At one point, there's a reference to the aliens losing some very basic knowledge due to dark ages at various points in their history, to the point of rediscovering twice that their world was not the centre of the universe. Really, thought I? I wonder if the later societies revere the earlier more accomplished cultures? This wouldn't require writing as a key - Western architecture owes a strong debt to classical Roman and Greek roots, via the British Empire and Napoleonic France. We also display frequent use of Roman numerals and Latin tags - again, information that could be observed and compared, rather than based on being able to read any of the words involved.

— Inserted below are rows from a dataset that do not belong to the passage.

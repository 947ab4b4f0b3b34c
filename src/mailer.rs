use async_trait::async_trait;
use thiserror::Error;

#[derive(Error, Debug)]
pub enum MailError {
    #[error("invalid recipient address: {0}")]
    InvalidAddress(String),

    #[error("delivery failed: {0}")]
    Delivery(String),
}

/// Outbound email. Sends are best-effort: callers log failures and move on.
#[async_trait]
pub trait Mailer: Send + Sync {
    async fn send(&self, to: &str, subject: &str, body: &str) -> Result<(), MailError>;
}

/// Writes each message to the log instead of talking to an SMTP relay.
pub struct LogMailer {
    from: String,
}

impl LogMailer {
    pub fn new(from: impl Into<String>) -> Self {
        Self { from: from.into() }
    }
}

#[async_trait]
impl Mailer for LogMailer {
    async fn send(&self, to: &str, subject: &str, body: &str) -> Result<(), MailError> {
        if !self.from.contains('@') {
            return Err(MailError::Delivery(format!("sender {:?} is not an address", self.from)));
        }
        if !to.contains('@') {
            return Err(MailError::InvalidAddress(to.to_string()));
        }

        tracing::info!(from = %self.from, to = %to, subject = %subject, "Email queued");
        tracing::debug!("Email body for {}: {}", to, body);
        Ok(())
    }
}


#[cfg(test)]
mod tests {
    use super::*;

    #[tokio::test]
    async fn test_log_mailer_rejects_malformed_address() {
        let mailer = LogMailer::new("noreply@test.local");
        assert!(mailer.send("bob@example.com", "s", "b").await.is_ok());
        assert!(matches!(
            mailer.send("bob", "s", "b").await,
            Err(MailError::InvalidAddress(_))
        ));
    }

    #[tokio::test]
    async fn test_log_mailer_with_bad_sender_fails_delivery() {
        let mailer = LogMailer::new("task-notify");
        assert!(matches!(
            mailer.send("bob@example.com", "s", "b").await,
            Err(MailError::Delivery(_))
        ));
    }
}
use chrono::{DateTime, Utc};
use serde::Deserialize;
use utoipa::ToSchema;
use validator::Validate;

use super::task_models::TaskStatus;

#[derive(Debug, Deserialize, Validate, ToSchema)]
pub struct CreateTaskRequest {
    #[validate(length(min = 1, max = 500))]
    pub title: String,
    pub description: Option<String>,
    pub due_date: Option<DateTime<Utc>>,
    #[serde(default)]
    pub assigned_users: Vec<String>,
}

#[derive(Debug, Default, Deserialize, Validate, ToSchema)]
pub struct UpdateTaskRequest {
    #[validate(length(min = 1, max = 500))]
    pub title: Option<String>,
    pub description: Option<String>,
    pub due_date: Option<DateTime<Utc>>,
    /// Remove the due date (and with it every reminder).
    #[serde(default)]
    pub clear_due_date: bool,
    pub assigned_users: Option<Vec<String>>,
}

#[derive(Debug, Deserialize, ToSchema)]
pub struct UpdateTaskStatusRequest {
    pub status: TaskStatus,
}
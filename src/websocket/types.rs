use chrono::{DateTime, Utc};
use serde::{Deserialize, Serialize};
use utoipa::ToSchema;

use crate::notification::Notification;

/// Server-to-client frames.
#[derive(Debug, Clone, Serialize, Deserialize, ToSchema)]
#[serde(tag = "type", rename_all = "snake_case")]
pub enum WsMessage {
    Notification(Notification),
    ChannelJoined(ChannelPayload),
    ChannelLeft(ChannelPayload),
    /// Sent to a user's old channel after a rename; clients should re-join.
    ChannelChanged(ChannelPayload),
    RoomJoined(RoomPayload),
    RoomLeft(RoomPayload),
    RoomMessage(RoomMessagePayload),
    Error(ErrorPayload),
}

#[derive(Debug, Clone, Serialize, Deserialize, ToSchema)]
pub struct ChannelPayload {
    pub channel: String,
}

#[derive(Debug, Clone, Serialize, Deserialize, ToSchema)]
pub struct RoomPayload {
    pub room: String,
}

#[derive(Debug, Clone, Serialize, Deserialize, ToSchema)]
pub struct RoomMessagePayload {
    pub room: String,
    pub sender: String,
    pub content: String,
    pub sent_at: DateTime<Utc>,
}

#[derive(Debug, Clone, Serialize, Deserialize, ToSchema)]
pub struct ErrorPayload {
    pub message: String,
}

// Client-to-server messages
#[derive(Debug, Clone, Deserialize)]
#[serde(tag = "type", rename_all = "snake_case")]
pub enum ClientMessage {
    /// Join the caller's own notification channel.
    Join,
    Leave,
    JoinRoom { room: String },
    LeaveRoom { room: String },
    RoomMessage { room: String, content: String },
}

#[cfg(test)]
mod tests {
    use super::*;

    #[test]
    fn test_client_messages_parse() {
        let join: ClientMessage = serde_json::from_str(r#"{"type":"join"}"#).unwrap();
        assert!(matches!(join, ClientMessage::Join));

        let msg: ClientMessage =
            serde_json::from_str(r#"{"type":"room_message","room":"ops","content":"hi"}"#).unwrap();
        match msg {
            ClientMessage::RoomMessage { room, content } => {
                assert_eq!(room, "ops");
                assert_eq!(content, "hi");
            }
            other => panic!("unexpected message: {:?}", other),
        }
    }

    #[test]
    fn test_server_frames_are_tagged() {
        let frame = WsMessage::ChannelChanged(ChannelPayload {
            channel: "alice2".into(),
        });
        let json = serde_json::to_value(&frame).unwrap();
        assert_eq!(json["type"], "channel_changed");
        assert_eq!(json["channel"], "alice2");
    }
}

Later, they're examining an enigmatic alien structure, and one of the characters comments that "...you’d expect the central tower to be the tallest of the group. Not the shortest. They just don’t think the way we do.” Part of the bias toward higher central towers in our culture is a legacy of our collective militaristic background. Castles are constructed with a higher central keep so that if the walls are taken by the enemy, the defenders can retreat to the central fortifications and still maintain the advantage of height. Architecture with lower central features might well indicate a less bellicose cultural background.
Ha, maybe I should have been an archeologist - or a science fiction writer.
- Sid
* I'm sorry, but I'm completely sceptical about the possibilities of
translating a completely alien language without some sort of Rosetta
Stone. For the alternative viewpoint, recommended reading is H. Beam
Piper's short story Omnilingual, in which scientific constants such as the table of elements provide an initial point of access for translation. Which might well work, but you'd be a long time figuring out Shakespeare from that.